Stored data

..............................

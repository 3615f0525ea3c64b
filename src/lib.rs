//! Forwarding gateway with protocol-upgrade tunnelling.
//!
//! # Architecture Overview
//!
//! ```text
//!                         ┌──────────────────────────────────────────────────┐
//!                         │                     GATEWAY                      │
//!                         │                                                  │
//!    Client connection    │  ┌──────────┐   ┌──────────┐   ┌─────────────┐   │
//!    ─────────────────────┼─▶│   net    │──▶│  http    │──▶│ handshake   │   │
//!                         │  │ listener │   │ request  │   │ classify    │   │
//!                         │  └──────────┘   └──────────┘   └──────┬──────┘   │
//!                         │                       plain ┌─────────┴───┐      │
//!                         │                             ▼     upgrade ▼      │
//!                         │                    ┌──────────┐   ┌──────────┐   │
//!                         │                    │ forward  │   │ upgrade  │───┼──▶ Upstream
//!                         │                    │ (client) │   │ client   │   │    API server
//!                         │                    └────┬─────┘   └────┬─────┘   │
//!                         │                         ▼              ▼         │
//!    ◀────────────────────┼──────────────── response.rs    101 + tunnel ◀────┼──▶
//!                         │                                                  │
//!                         │   config · observability · lifecycle             │
//!                         └──────────────────────────────────────────────────┘
//! ```

pub mod config;
pub mod error;
pub mod http;
pub mod lifecycle;
pub mod net;
pub mod observability;
pub mod upgrade;

pub use crate::config::GatewayConfig;
pub use crate::error::GatewayError;
pub use crate::http::{GatewayHandler, GatewayServer};
pub use crate::lifecycle::Shutdown;
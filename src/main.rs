use std::sync::Arc;

use clap::Parser;

use upgrade_gateway::config::{resolve_config, Cli};
use upgrade_gateway::lifecycle::{signals, Shutdown};
use upgrade_gateway::net::Listener;
use upgrade_gateway::observability::{logging, metrics};
use upgrade_gateway::GatewayServer;

#[tokio::main]
async fn main() -> Result<(), Box<dyn std::error::Error>> {
    let cli = Cli::parse();
    let config = resolve_config(&cli)?;

    logging::init_logging(config.observability.log_format)?;
    tracing::info!("upgrade-gateway v{} starting", env!("CARGO_PKG_VERSION"));

    tracing::info!(
        bind_address = %config.listener.socket_address(),
        api_server = %config.upstream.api_server,
        credentials = config.upstream.has_credentials(),
        max_connections = config.listener.max_connections,
        "Configuration loaded"
    );

    if config.observability.metrics_enabled {
        match config.observability.metrics_address.parse() {
            Ok(addr) => metrics::init_metrics(addr),
            Err(_) => tracing::error!(
                metrics_address = %config.observability.metrics_address,
                "Failed to parse metrics address"
            ),
        }
    }

    let listener = Listener::bind(&config.listener).await?;

    let shutdown = Shutdown::new();
    let server_shutdown = shutdown.subscribe();
    tokio::spawn(signals::watch_signals(shutdown.clone()));

    let server = GatewayServer::new(Arc::new(config));
    server.run(listener, server_shutdown).await?;

    tracing::info!("Shutdown complete");
    Ok(())
}
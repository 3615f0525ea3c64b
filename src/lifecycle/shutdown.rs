//! Shutdown coordination for the gateway.

use tokio::sync::broadcast;

/// Coordinator for graceful shutdown.
///
/// Provides a broadcast channel that all long-running tasks can subscribe to.
#[derive(Debug, Clone)]
pub struct Shutdown {
    /// Broadcast channel sender.
    tx: broadcast::Sender<()>,
}

impl Shutdown {
    /// Create a new shutdown coordinator.
    pub fn new() -> Self {
        let (tx, _) = broadcast::channel(1);
        Self { tx }
    }

    /// Subscribe to the shutdown signal.
    pub fn subscribe(&self) -> broadcast::Receiver<()> {
        self.tx.subscribe()
    }

    /// Trigger the shutdown signal.
    pub fn trigger(&self) {
        let _ = self.tx.send(());
    }
}

impl Default for Shutdown {
    fn default() -> Self {
        Self::new()
    }
}
//! Metrics collection and exposition.
//!
//! # Metrics
//! - `gateway_requests_total` (counter): requests by path (`plain`/`upgrade`) and status
//! - `gateway_tunnels_total` (counter): finished tunnels by what closed them
//! - `gateway_tunnel_bytes_total` (counter): tunnelled bytes by direction
//! - `gateway_active_tunnels` (gauge): tunnels currently running
//! - `gateway_tunnel_duration_seconds` (histogram): tunnel lifetime
//!
//! Without an installed recorder every call is a no-op.

use std::net::SocketAddr;

use metrics::{counter, gauge, histogram};
use metrics_exporter_prometheus::PrometheusBuilder;

use crate::upgrade::tunnel::{ClosedBy, TunnelReport};

/// Install the Prometheus recorder and its scrape endpoint.
pub fn init_metrics(addr: SocketAddr) {
    match PrometheusBuilder::new().with_http_listener(addr).install() {
        Ok(()) => tracing::info!(address = %addr, "Metrics exporter listening"),
        Err(e) => tracing::error!(address = %addr, error = %e, "Failed to install metrics exporter"),
    }
}

/// Record an answered request.
pub fn record_request(path: &'static str, status: u16) {
    counter!("gateway_requests_total", "path" => path, "status" => status.to_string()).increment(1);
}

/// Record a finished tunnel.
pub fn record_tunnel(report: &TunnelReport) {
    let closed_by = match report.closed_by {
        ClosedBy::Direction(direction) => direction.as_str(),
        ClosedBy::IdleTimeout => "idle_timeout",
    };
    counter!("gateway_tunnels_total", "closed_by" => closed_by).increment(1);
    counter!("gateway_tunnel_bytes_total", "direction" => "client_to_upstream")
        .increment(report.client_to_upstream.bytes);
    counter!("gateway_tunnel_bytes_total", "direction" => "upstream_to_client")
        .increment(report.upstream_to_client.bytes);
    histogram!("gateway_tunnel_duration_seconds").record(report.duration.as_secs_f64());
}

/// Keeps `gateway_active_tunnels` raised while alive.
#[derive(Debug)]
pub struct ActiveTunnel(());

impl ActiveTunnel {
    pub fn open() -> Self {
        gauge!("gateway_active_tunnels").increment(1.0);
        Self(())
    }
}

impl Drop for ActiveTunnel {
    fn drop(&mut self) {
        gauge!("gateway_active_tunnels").decrement(1.0);
    }
}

..............................

» PROBLEM DETAILS
Provide the number of lines above containing "histogram" and nothing else.

» OUTPUT OF THE EXERCISE
3